Return the lines from the start of the data through the line with "let parsed = parse_lines(&body, 0, body_end);". Include both of those lines and no others.

-- -- --

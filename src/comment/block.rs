//! Tag block extractor: splits a comment into its body and `@tag` blocks.

use super::inline::{parse_lines, split_reference};
use super::lines::{self, Line};
use crate::error::Diagnostic;
use crate::model::{DocComment, LinkStyle, MarkupNode, TagBlock, TagName, TargetReference};
use regex::Regex;
use std::sync::LazyLock;

static RE_BLOCK_TAG: LazyLock<Regex> =
    LazyLock::new(|| Regex::new(r"^@([A-Za-z][A-Za-z0-9_.:-]*)(?:\s|$)").unwrap());

#[derive(Debug, Clone, Default, PartialEq)]
pub struct Extracted {
    pub comment: DocComment,
    pub diagnostics: Vec<Diagnostic>,
}

/// A block tag and the lines of its text, the first one starting right
/// after the tag name.
struct Section<'a> {
    name: String,
    lines: Vec<Line<'a>>,
}

/// Split a raw comment into body markup and tag blocks.
pub fn extract(raw: &str) -> Extracted {
    let all = lines::split(raw);
    let mut body: Vec<Line<'_>> = Vec::new();
    let mut sections: Vec<Section<'_>> = Vec::new();
    let mut depth = 0usize;

    for line in all {
        let starts_tag = if depth == 0 {
            RE_BLOCK_TAG.captures(line.text)
        } else {
            None
        };
        depth = inline_depth(line.text, depth);
        match starts_tag {
            Some(caps) => {
                let matched = caps.get(0).map_or(0, |m| m.end());
                let name = caps.get(1).map_or("", |m| m.as_str()).to_string();
                sections.push(Section {
                    name,
                    lines: vec![line.tail(matched)],
                });
            }
            None => match sections.last_mut() {
                Some(section) => section.lines.push(line),
                None => body.push(line),
            },
        }
    }

    let body_end = sections
        .first()
        .and_then(|s| s.lines.first())
        .map_or(raw.len(), |l| line_start(raw, l.offset));
    let mut diagnostics = Vec::new();
    let parsed = parse_lines(&body, 0, body_end);
    diagnostics.extend(parsed.diagnostics.iter().cloned());
    let body = parsed.into_nodes();

    let tags = sections
        .into_iter()
        .map(|section| tag_block(section, raw.len(), &mut diagnostics))
        .collect();

    Extracted {
        comment: DocComment { body, tags },
        diagnostics,
    }
}

fn tag_block(section: Section<'_>, end: usize, diagnostics: &mut Vec<Diagnostic>) -> TagBlock {
    let name = TagName::from_name(&section.name);
    let mut lines = section.lines;
    let start = lines.first().map_or(end, |l| l.offset);
    let mut arguments = Vec::new();

    let body = match name {
        TagName::Param | TagName::Throws => {
            arguments.push(take_token(&mut lines[0]));
            inline_body(&lines, start, end, diagnostics)
        }
        TagName::See => see_body(&lines, start, end, &mut arguments, diagnostics),
        _ => inline_body(&lines, start, end, diagnostics),
    };

    TagBlock {
        name,
        arguments,
        body,
        title: None,
    }
}

fn inline_body(
    lines: &[Line<'_>],
    start: usize,
    end: usize,
    diagnostics: &mut Vec<Diagnostic>,
) -> Vec<MarkupNode> {
    let parsed = parse_lines(lines, start, end);
    diagnostics.extend(parsed.diagnostics.iter().cloned());
    parsed.into_nodes()
}

/// `@see "text"`, `@see <a href>` or `@see target label`.
fn see_body(
    lines: &[Line<'_>],
    start: usize,
    end: usize,
    arguments: &mut Vec<String>,
    diagnostics: &mut Vec<Diagnostic>,
) -> Vec<MarkupNode> {
    let text = lines
        .iter()
        .map(|l| l.text.trim())
        .filter(|t| !t.is_empty())
        .collect::<Vec<_>>()
        .join(" ");
    if text.starts_with('"') {
        return vec![MarkupNode::Text(text)];
    }
    if text.starts_with('<') {
        return inline_body(lines, start, end, diagnostics);
    }
    let (target, label) = split_reference(&text);
    arguments.push(target.clone());
    vec![MarkupNode::LinkRef {
        target: TargetReference::Unresolved(target),
        label,
        style: LinkStyle::Code,
    }]
}

/// Remove the first whitespace-delimited token from a line. Empty when the
/// line has none.
fn take_token(line: &mut Line<'_>) -> String {
    let lead = line.text.len() - line.text.trim_start().len();
    let rest = &line.text[lead..];
    let len = rest.find(char::is_whitespace).unwrap_or(rest.len());
    let token = rest[..len].to_string();
    *line = line.tail(lead + len);
    token
}

/// Offset of the first byte of the raw line containing `offset`.
fn line_start(raw: &str, offset: usize) -> usize {
    raw[..offset].rfind('\n').map_or(0, |i| i + 1)
}

/// Nesting depth of inline tags after reading `text`, so that `@` at the
/// start of a line inside `{@code ...}` is not taken for a block tag.
fn inline_depth(text: &str, mut depth: usize) -> usize {
    let mut chars = text.chars().peekable();
    while let Some(c) = chars.next() {
        match c {
            '\\' if matches!(chars.peek(), Some('{' | '}')) => {
                chars.next();
            }
            '{' if depth > 0 || chars.peek() == Some(&'@') => depth += 1,
            '}' if depth > 0 => depth -= 1,
            _ => {}
        }
    }
    depth
}

#[cfg(test)]
mod tests {
    use super::*;

    fn text(s: &str) -> MarkupNode {
        MarkupNode::Text(s.to_string())
    }

    #[test]
    fn scenario_comment() {
        let extracted = extract("Does a thing.\n@param x the input\n@return the result");
        let comment = extracted.comment;
        assert_eq!(comment.body, [text("Does a thing.")]);
        assert_eq!(comment.tags.len(), 2);
        assert_eq!(comment.tags[0].name, TagName::Param);
        assert_eq!(comment.tags[0].arguments, ["x"]);
        assert_eq!(comment.tags[0].body, [text("the input")]);
        assert_eq!(comment.tags[1].name, TagName::Return);
        assert!(comment.tags[1].arguments.is_empty());
        assert_eq!(comment.tags[1].body, [text("the result")]);
    }

    #[test]
    fn param_argument_is_isolated() {
        let tags = extract("@param foo the foo value").comment.tags;
        assert_eq!(tags[0].arguments, ["foo"]);
        assert_eq!(tags[0].body, [text("the foo value")]);
    }

    #[test]
    fn bare_param_keeps_empty_argument() {
        let tags = extract("@param").comment.tags;
        assert_eq!(tags.len(), 1);
        assert_eq!(tags[0].arguments, [""]);
        assert!(tags[0].body.is_empty());
    }

    #[test]
    fn mid_line_at_is_text() {
        let extracted = extract("Mail me@example.com\n * or see {@code\n * @Override} here");
        assert!(extracted.comment.tags.is_empty());
        assert_eq!(
            extracted.comment.body,
            [
                text("Mail me@example.com or see "),
                MarkupNode::CodeSpan("@Override".into()),
                text(" here"),
            ]
        );
    }

    #[test]
    fn multiline_tags_and_repeats() {
        let raw = "/**\n * Body.\n *\n * @throws IOException when\n *         reading fails\n * @throws IllegalStateException\n * @since 1.2\n */";
        let tags = extract(raw).comment.tags;
        assert_eq!(tags.len(), 3);
        assert_eq!(tags[0].arguments, ["IOException"]);
        assert_eq!(tags[0].body, [text("when reading fails")]);
        assert_eq!(tags[1].arguments, ["IllegalStateException"]);
        assert!(tags[1].body.is_empty());
        assert_eq!(tags[2].name, TagName::Since);
        assert_eq!(tags[2].body, [text("1.2")]);
    }

    #[test]
    fn see_forms() {
        let tags = extract("@see Foo#bar(int, int) the bar\n@see \"Quoted\"\n@see <a href=\"x\">x</a>")
            .comment
            .tags;
        assert_eq!(tags[0].arguments, ["Foo#bar(int, int)"]);
        assert_eq!(
            tags[0].body,
            [MarkupNode::LinkRef {
                target: TargetReference::Unresolved("Foo#bar(int, int)".into()),
                label: Some("the bar".into()),
                style: LinkStyle::Code,
            }]
        );
        assert_eq!(tags[1].body, [text("\"Quoted\"")]);
        assert!(tags[1].arguments.is_empty());
        assert_eq!(tags[2].body, [text("<a href=\"x\">x</a>")]);
    }

    #[test]
    fn unknown_tag_is_preserved() {
        let tags = extract("@apiNote keep {@code me}").comment.tags;
        assert_eq!(tags[0].name, TagName::Custom("apiNote".into()));
        assert_eq!(
            tags[0].body,
            [text("keep "), MarkupNode::CodeSpan("me".into())]
        );
    }

    #[test]
    fn malformed_markup_is_reported() {
        let extracted = extract("Broken {@link Foo\n@return x");
        assert_eq!(extracted.diagnostics.len(), 1);
        assert!(extracted.comment.tags.is_empty());
    }
}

-- -- --

Answer to this problem:
filename src/comment/block.rs
//! Tag block extractor: splits a comment into its body and `@tag` blocks.

use super::inline::{parse_lines, split_reference};
use super::lines::{self, Line};
use crate::error::Diagnostic;
use crate::model::{DocComment, LinkStyle, MarkupNode, TagBlock, TagName, TargetReference};
use regex::Regex;
use std::sync::LazyLock;

static RE_BLOCK_TAG: LazyLock<Regex> =
    LazyLock::new(|| Regex::new(r"^@([A-Za-z][A-Za-z0-9_.:-]*)(?:\s|$)").unwrap());

#[derive(Debug, Clone, Default, PartialEq)]
pub struct Extracted {
    pub comment: DocComment,
    pub diagnostics: Vec<Diagnostic>,
}

/// A block tag and the lines of its text, the first one starting right
/// after the tag name.
struct Section<'a> {
    name: String,
    lines: Vec<Line<'a>>,
}

/// Split a raw comment into body markup and tag blocks.
pub fn extract(raw: &str) -> Extracted {
    let all = lines::split(raw);
    let mut body: Vec<Line<'_>> = Vec::new();
    let mut sections: Vec<Section<'_>> = Vec::new();
    let mut depth = 0usize;

    for line in all {
        let starts_tag = if depth == 0 {
            RE_BLOCK_TAG.captures(line.text)
        } else {
            None
        };
        depth = inline_depth(line.text, depth);
        match starts_tag {
            Some(caps) => {
                let matched = caps.get(0).map_or(0, |m| m.end());
                let name = caps.get(1).map_or("", |m| m.as_str()).to_string();
                sections.push(Section {
                    name,
                    lines: vec![line.tail(matched)],
                });
            }
            None => match sections.last_mut() {
                Some(section) => section.lines.push(line),
                None => body.push(line),
            },
        }
    }

    let body_end = sections
        .first()
        .and_then(|s| s.lines.first())
        .map_or(raw.len(), |l| line_start(raw, l.offset));
    let mut diagnostics = Vec::new();
    let parsed = parse_lines(&body, 0, body_end);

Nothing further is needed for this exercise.